THE PROBLEM :: Counting task for the data below: how many lines hold the word "ApiContext"? Answer with the number only.

::::::::

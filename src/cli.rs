use std::fs;
use std::io;
use std::path::Path;

use crate::config::AppConfig;
use crate::error::LedgerError;
use crate::export::{write_loadout_csv, write_loot_csv};
use crate::loadout::{find_loadout, load_loadouts};
use crate::parallel::{calculate_many, summarize, WorkerPool};
use crate::parser::{split_log_line, LineParser, ParserOptions};
use crate::server::{self, ApiContext};
use crate::session::store::load_session_file;
use crate::session::{ingest_lines, now_millis, Session, SessionStore};
use crate::stats::{calculate_session_stats, load_markup_table, MarkupTable};

#[derive(Debug, Clone, Copy, PartialEq, Eq)]
pub enum Command {
    Replay,
    Stats,
    Export,
    History,
    Serve,
}

const USAGE: &str = "usage: lootledger <replay|stats|export|history|serve>";

pub fn parse_command(args: &[String]) -> Option<Command> {
    match args.get(1).map(String::as_str) {
        Some("replay") => Some(Command::Replay),
        Some("stats") => Some(Command::Stats),
        Some("export") => Some(Command::Export),
        Some("history") => Some(Command::History),
        Some("serve") => Some(Command::Serve),
        _ => None,
    }
}

pub fn run_with_args(args: &[String]) -> i32 {
    let config = AppConfig::from_env();
    run_with_config(args, &config)
}

pub fn run_with_config(args: &[String], config: &AppConfig) -> i32 {
    match parse_command(args) {
        Some(Command::Replay) => handle_replay(args, config),
        Some(Command::Stats) => handle_stats(args, config),
        Some(Command::Export) => handle_export(args, config),
        Some(Command::History) => handle_history(args, config),
        Some(Command::Serve) => handle_serve(config),
        None => {
            eprintln!("{USAGE}");
            2
        }
    }
}

fn handle_replay(args: &[String], config: &AppConfig) -> i32 {
    let Some(path) = args.get(2).filter(|arg| !arg.starts_with("--")) else {
        eprintln!("usage: lootledger replay <chat.log> [--loadout <id>] [--save]");
        return 2;
    };
    let loadout_id = flag_value(args, "--loadout");
    if args.iter().any(|arg| arg == "--loadout") && loadout_id.is_none() {
        eprintln!("usage: lootledger replay <chat.log> [--loadout <id>] [--save]");
        return 2;
    }
    let save = args.iter().any(|arg| arg == "--save");

    match replay(Path::new(path), loadout_id, save, config) {
        Ok(payload) => {
            println!("{payload}");
            0
        }
        Err(err) => {
            eprintln!("replay failed: {err}");
            1
        }
    }
}

fn replay(
    path: &Path,
    loadout_id: Option<&str>,
    save: bool,
    config: &AppConfig,
) -> Result<String, LedgerError> {
    let raw =
        fs::read_to_string(path).map_err(|err| LedgerError::io(path.display().to_string(), err))?;

    let loadouts = match loadout_id {
        Some(_) => load_loadouts(config.loadouts_path())?,
        None => Vec::new(),
    };
    let active = match loadout_id {
        Some(id) => Some(
            find_loadout(&loadouts, id)
                .ok_or_else(|| LedgerError::NotFound(format!("loadout '{id}'")))?,
        ),
        None => None,
    };

    let started_at = raw
        .lines()
        .find_map(|line| split_log_line(line).and_then(|parsed| parsed.timestamp))
        .unwrap_or_else(now_millis);
    let name = path
        .file_stem()
        .map(|stem| stem.to_string_lossy().into_owned())
        .unwrap_or_else(|| "replay".to_string());
    let parser = LineParser::new(ParserOptions {
        player_name: config.player_name.clone(),
    });

    let (session, report) = ingest_lines(
        &Session::started_at(name, started_at),
        raw.lines(),
        &parser,
        active,
    );
    let ended_at = session
        .events()
        .last()
        .map(|event| event.timestamp)
        .unwrap_or(started_at);
    let session = session.end_session(ended_at);
    tracing::info!(
        path = %path.display(),
        events = report.events_appended,
        dropped = report.lines_dropped,
        "replayed chat log"
    );

    if save {
        let saved = SessionStore::new(config.sessions_dir()).save(&session)?;
        eprintln!("saved session {} to {}", session.id, saved.display());
    }

    let markup = load_optional_markup(config)?;
    let stats = calculate_session_stats(&session, markup.as_ref());
    Ok(serde_json::to_string_pretty(&stats)?)
}

fn handle_stats(args: &[String], config: &AppConfig) -> i32 {
    let Some(path) = args.get(2) else {
        eprintln!("usage: lootledger stats <session.json>");
        return 2;
    };

    let result = load_session_file(path).and_then(|session| {
        let markup = load_optional_markup(config)?;
        let stats = calculate_session_stats(&session, markup.as_ref());
        Ok(serde_json::to_string_pretty(&stats)?)
    });
    match result {
        Ok(payload) => {
            println!("{payload}");
            0
        }
        Err(err) => {
            eprintln!("stats failed: {err}");
            1
        }
    }
}

fn handle_export(args: &[String], config: &AppConfig) -> i32 {
    let (Some(path), Some(kind)) = (args.get(2), args.get(3)) else {
        eprintln!("usage: lootledger export <session.json> <loot|loadouts>");
        return 2;
    };
    if kind != "loot" && kind != "loadouts" {
        eprintln!("unknown export '{kind}', expected loot or loadouts");
        return 2;
    }

    let result = load_session_file(path).and_then(|session| {
        let markup = load_optional_markup(config)?;
        let stats = calculate_session_stats(&session, markup.as_ref());
        let stdout = io::stdout().lock();
        if kind == "loot" {
            write_loot_csv(&stats, stdout)
        } else {
            write_loadout_csv(&stats, stdout)
        }
    });
    match result {
        Ok(()) => 0,
        Err(err) => {
            eprintln!("export failed: {err}");
            1
        }
    }
}

fn handle_history(args: &[String], config: &AppConfig) -> i32 {
    let workers = parse_usize_arg(flag_value(args, "--workers"), "workers", 0);
    let store = SessionStore::new(config.sessions_dir());

    let result = store.load_all().and_then(|sessions| {
        let markup = load_optional_markup(config)?;
        let stats = calculate_many(
            &sessions,
            markup.as_ref(),
            now_millis(),
            &WorkerPool::with_workers(workers),
        );
        Ok(serde_json::to_string_pretty(&summarize(&stats))?)
    });
    match result {
        Ok(payload) => {
            println!("{payload}");
            0
        }
        Err(err) => {
            eprintln!("history failed: {err}");
            1
        }
    }
}

fn handle_serve(config: &AppConfig) -> i32 {
    let markup = match load_optional_markup(config) {
        Ok(markup) => markup,
        Err(err) => {
            eprintln!("server error: {err}");
            return 1;
        }
    };
    let context = ApiContext {
        parser: LineParser::new(ParserOptions {
            player_name: config.player_name.clone(),
        }),
        markup,
    };
    match server::run_server(&config.bind_addr, &context) {
        Ok(()) => 0,
        Err(err) => {
            eprintln!("server error: {err}");
            1
        }
    }
}

/// The markup table from the data dir, or `None` when there is no file.
fn load_optional_markup(config: &AppConfig) -> Result<Option<MarkupTable>, LedgerError> {
    let path = config.markup_path();
    if !path.is_file() {
        return Ok(None);
    }
    load_markup_table(&path).map(Some)
}

fn flag_value<'a>(args: &'a [String], flag: &str) -> Option<&'a str> {
    args.iter()
        .position(|arg| arg == flag)
        .and_then(|index| args.get(index + 1))
        .map(String::as_str)
        .filter(|value| !value.starts_with("--"))
}

fn parse_usize_arg(raw: Option<&str>, name: &str, default: usize) -> usize {
    raw.and_then(|value| value.parse::<usize>().ok())
        .unwrap_or_else(|| {
            if let Some(value) = raw {
                eprintln!("invalid {name} '{value}', defaulting to {default}");
            }
            default
        })
}

#[cfg(test)]
mod tests {
    use super::*;

    fn args(list: &[&str]) -> Vec<String> {
        list.iter().map(|arg| arg.to_string()).collect()
    }

    #[test]
    fn parses_known_commands() {
        assert_eq!(parse_command(&args(&["x", "replay"])), Some(Command::Replay));
        assert_eq!(parse_command(&args(&["x", "history"])), Some(Command::History));
        assert_eq!(parse_command(&args(&["x", "simulate"])), None);
        assert_eq!(parse_command(&args(&["x"])), None);
    }

    #[test]
    fn flag_value_skips_other_flags() {
        let list = args(&["x", "replay", "a.log", "--loadout", "--save"]);
        assert_eq!(flag_value(&list, "--loadout"), None);
        let list = args(&["x", "replay", "a.log", "--loadout", "rifle"]);
        assert_eq!(flag_value(&list, "--loadout"), Some("rifle"));
    }

    #[test]
    fn bad_worker_count_defaults() {
        assert_eq!(parse_usize_arg(Some("many"), "workers", 0), 0);
        assert_eq!(parse_usize_arg(Some("4"), "workers", 0), 4);
    }
}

::::::::

REPLY :: 2